Furthermore, the Indian hero, Squanto, supposedly one of those who helped arrange the feast, managed to be there because he was one of the few Indians who had survived both slavery in England and the above-mentioned smallpox epidemic that decimated the natives after an initial contact with English explorers in 1614. And subsequent “Thanksgivings” celebrated by the now-dominant Puritans of the Massachusetts Bay Colony rather stain the myth of generous settlers sharing a meal with happy natives. In 1637, for example, near Groton, CT, “nearly 700 men, women and children of the Pequot Tribe had gathered for their annual Green Corn Festival”—the actual precursor of Thanksgiving. What happened next was a horror:

                           In the predawn hours the sleeping Indians were surrounded by English and Dutch mercenaries who ordered them to come outside.  Those who came out were shot or clubbed to death while the terrified women and children who huddled inside the longhouse were burned alive. The next day the governor of the Massachusetts Bay Colony declared "A Day Of Thanksgiving" because 700 unarmed men, women and children had been murdered. (Susan Bates, “The Real Story of Thanksgiving,” http://www.manataka.org/page269.html.
This massacre-cum-Thanksgiving was followed by others, like a similar massacre of Pequots near Stamford CT where severed heads were kicked around like soccer balls, and the similarly savage King Philip’s War, which essentially ended the presence of Native Americans in New England. Any who were left either fled to Canada, or were rounded up and sold into slavery in the Carolinas (thus providing the inspiration for the Bostonians to troll in Africa for other slaves to fatten their purses and curse the new nation for generations to come).

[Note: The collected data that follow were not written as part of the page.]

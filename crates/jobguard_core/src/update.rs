use jobguard_logging::{guard_debug, guard_info, guard_warn};

use crate::limits::{MIN_CARD_TEXT, MIN_MANUAL_TEXT, MIN_PAGE_TEXT};
use crate::present::{error_panel, loading_panel, manual_entry_panel, result_panel};
use crate::state::PendingAnalysis;
use crate::{
    AnalysisError, AnalysisOutcome, AnalysisRequest, AutoPhase, Effect, FailureKind, JobRecord,
    Msg, Origin, OverlayKind, PageKind, PageSession, Panel, RequestId,
};

/// Source label sent with manual analyses.
pub const MANUAL_SOURCE: &str = "manual";

/// Overlays tied to the page that was showing when they were inserted.
const PAGE_BOUND_OVERLAYS: [OverlayKind; 3] = [
    OverlayKind::Loading,
    OverlayKind::Results,
    OverlayKind::CardPanel,
];

/// Pure update function: applies a message to state and returns any effects.
pub fn update(mut state: PageSession, msg: Msg) -> (PageSession, Vec<Effect>) {
    let effects = match msg {
        Msg::PageLoaded {
            url,
            kind,
            offers_manual_entry,
        } => page_loaded(&mut state, url, kind, offers_manual_entry),
        Msg::PageExtracted {
            url,
            source,
            record,
        } => page_extracted(&mut state, url, source, record),
        Msg::CardAnalyzeRequested {
            card_id,
            source,
            record,
        } => {
            if !record.is_sufficient(MIN_CARD_TEXT) {
                let error = AnalysisError::new(
                    FailureKind::InsufficientText,
                    "Not enough text in this listing to analyze.",
                );
                show(&mut state, OverlayKind::CardPanel, error_panel(&error), None)
            } else {
                start_request(
                    &mut state,
                    Origin::Card { card_id },
                    OverlayKind::CardPanel,
                    source,
                    record,
                )
            }
        }
        Msg::ManualEntryRequested => {
            show(&mut state, OverlayKind::ManualInput, manual_entry_panel(None), None)
        }
        Msg::ManualTextSubmitted { text, url } => {
            let len = text.trim().chars().count();
            if len < MIN_MANUAL_TEXT {
                guard_debug!("Manual input rejected: {} characters", len);
                let message = format!(
                    "Please enter at least {MIN_MANUAL_TEXT} characters of job text ({len} entered)."
                );
                show(
                    &mut state,
                    OverlayKind::ManualInput,
                    manual_entry_panel(Some(message)),
                    None,
                )
            } else {
                let record = JobRecord::manual_with_limit(&text, url, state.max_chars());
                start_request(
                    &mut state,
                    Origin::Manual,
                    OverlayKind::ManualInput,
                    MANUAL_SOURCE.to_string(),
                    record,
                )
            }
        }
        Msg::AnalysisCompleted { request_id, result } => {
            analysis_completed(&mut state, request_id, result)
        }
        Msg::OverlayDismissed(kind) => {
            state.overlays.remove(kind);
            if kind == OverlayKind::Results && state.phase() == AutoPhase::ShowingResult {
                state.set_phase(AutoPhase::Idle);
            }
            Vec::new()
        }
        Msg::ContextReset => {
            let effects = state
                .overlays
                .kinds()
                .into_iter()
                .map(Effect::RemoveOverlay)
                .collect();
            state.reset();
            effects
        }
        Msg::NoOp => Vec::new(),
    };

    (state, effects)
}

fn page_loaded(
    state: &mut PageSession,
    url: String,
    kind: PageKind,
    offers_manual_entry: bool,
) -> Vec<Effect> {
    let mut effects = Vec::new();
    if !state.is_current_url(&url) {
        for overlay in PAGE_BOUND_OVERLAYS {
            if state.overlays.remove(overlay).is_some() {
                effects.push(Effect::RemoveOverlay(overlay));
            }
        }
        if !state.is_analyzing() {
            state.set_phase(AutoPhase::Idle);
        }
        state.set_current_url(&url);
    }

    match kind {
        PageKind::Detail => {
            if state.is_analyzing() {
                guard_debug!("Automatic analysis already in flight; ignoring {}", url);
            } else if !state.dedup().should_analyze(&url) {
                guard_debug!("Already analyzed {}", url);
            } else {
                guard_info!("Detail page detected, extracting {}", url);
                state.begin_auto();
                effects.push(Effect::ExtractPage { url });
            }
        }
        PageKind::Listing => effects.push(Effect::WatchListing { url }),
        PageKind::Unknown => {
            if offers_manual_entry {
                effects.extend(show(
                    state,
                    OverlayKind::ManualInput,
                    manual_entry_panel(None),
                    None,
                ));
            }
        }
    }
    effects
}

fn page_extracted(
    state: &mut PageSession,
    url: String,
    source: String,
    record: JobRecord,
) -> Vec<Effect> {
    if !state.is_analyzing() || state.phase() != AutoPhase::Extracting {
        guard_warn!("Unexpected extraction result for {}", url);
        return Vec::new();
    }
    if !state.is_current_url(&url) {
        guard_debug!("Dropping extraction for {} after navigation", url);
        state.finish_auto(AutoPhase::Idle);
        return Vec::new();
    }

    if !record.is_sufficient(MIN_PAGE_TEXT) {
        guard_info!(
            "Only {} characters extracted from {}; offering manual entry",
            record.text_len(),
            url
        );
        state.finish_auto(AutoPhase::ShowingResult);
        let error = AnalysisError::new(
            FailureKind::InsufficientText,
            "Could not find enough job text on this page.",
        );
        let mut effects = show(state, OverlayKind::Results, error_panel(&error), None);
        effects.extend(show(
            state,
            OverlayKind::ManualInput,
            manual_entry_panel(None),
            None,
        ));
        return effects;
    }

    state.set_phase(AutoPhase::Waiting);
    start_request(
        state,
        Origin::Page { url },
        OverlayKind::Loading,
        source,
        record,
    )
}

fn start_request(
    state: &mut PageSession,
    origin: Origin,
    anchor: OverlayKind,
    source: String,
    record: JobRecord,
) -> Vec<Effect> {
    let request = |request_id: RequestId, record: &JobRecord| AnalysisRequest {
        request_id,
        text: record.text().to_string(),
        title: record.title().to_string(),
        company: record.company().to_string(),
        source: source.clone(),
    };
    let request_id = state.register(PendingAnalysis {
        origin,
        anchor,
        record: record.clone(),
    });
    let mut effects = show(state, anchor, loading_panel(), Some(request_id));
    effects.push(Effect::SendAnalysis(request(request_id, &record)));
    effects
}

fn analysis_completed(
    state: &mut PageSession,
    request_id: RequestId,
    result: AnalysisOutcome,
) -> Vec<Effect> {
    let Some(pending) = state.take_pending(request_id) else {
        guard_warn!("Response for unknown request {}", request_id);
        return Vec::new();
    };

    if let Err(error) = &result {
        guard_warn!("Analysis {} failed: {}", request_id, error);
    }

    let renderable = state.overlays.is_owned_by(pending.anchor, request_id);
    if let Origin::Page { url } = &pending.origin {
        if result.is_ok() {
            state.dedup_mut().mark_done(url);
        }
        let phase = if renderable {
            AutoPhase::ShowingResult
        } else {
            AutoPhase::Idle
        };
        state.finish_auto(phase);
    }

    if !renderable {
        guard_debug!("Insertion point for request {} is gone; not rendering", request_id);
        return Vec::new();
    }

    let panel = match &result {
        Ok(verdict) => {
            let record = match pending.origin {
                Origin::Manual => None,
                _ => Some(&pending.record),
            };
            result_panel(verdict, record)
        }
        Err(error) => error_panel(error),
    };

    match pending.anchor {
        OverlayKind::Loading => {
            state.overlays.remove(OverlayKind::Loading);
            let mut effects = vec![Effect::RemoveOverlay(OverlayKind::Loading)];
            effects.extend(show(state, OverlayKind::Results, panel, None));
            effects
        }
        anchor => show(state, anchor, panel, None),
    }
}

fn show(
    state: &mut PageSession,
    kind: OverlayKind,
    panel: Panel,
    owner: Option<RequestId>,
) -> Vec<Effect> {
    state.overlays.show(kind, panel.clone(), owner);
    vec![Effect::ShowOverlay { kind, panel }]
}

            In sum, for the life of me, I can’t figure out how to distinguish our ‘noble’ ancestral founders from the fanatic fundamentalists now ravaging Syria, Iraq and the entire Middle East—nor, for that matter, the crazy fundamentalists now running for president on the Republican ticket. All are certain of their possession of the truth. All are convinced that the only way to rid the world of ‘infidels’ or ‘unbelievers’ or ‘sinners’ against their ‘god-given’ law is to either convert them or kill them. And the sad thing is that everywhere one finds these purists, these soldiers in the war to institute their precious god’s kingdom on earth, killing seems to be the preferred option.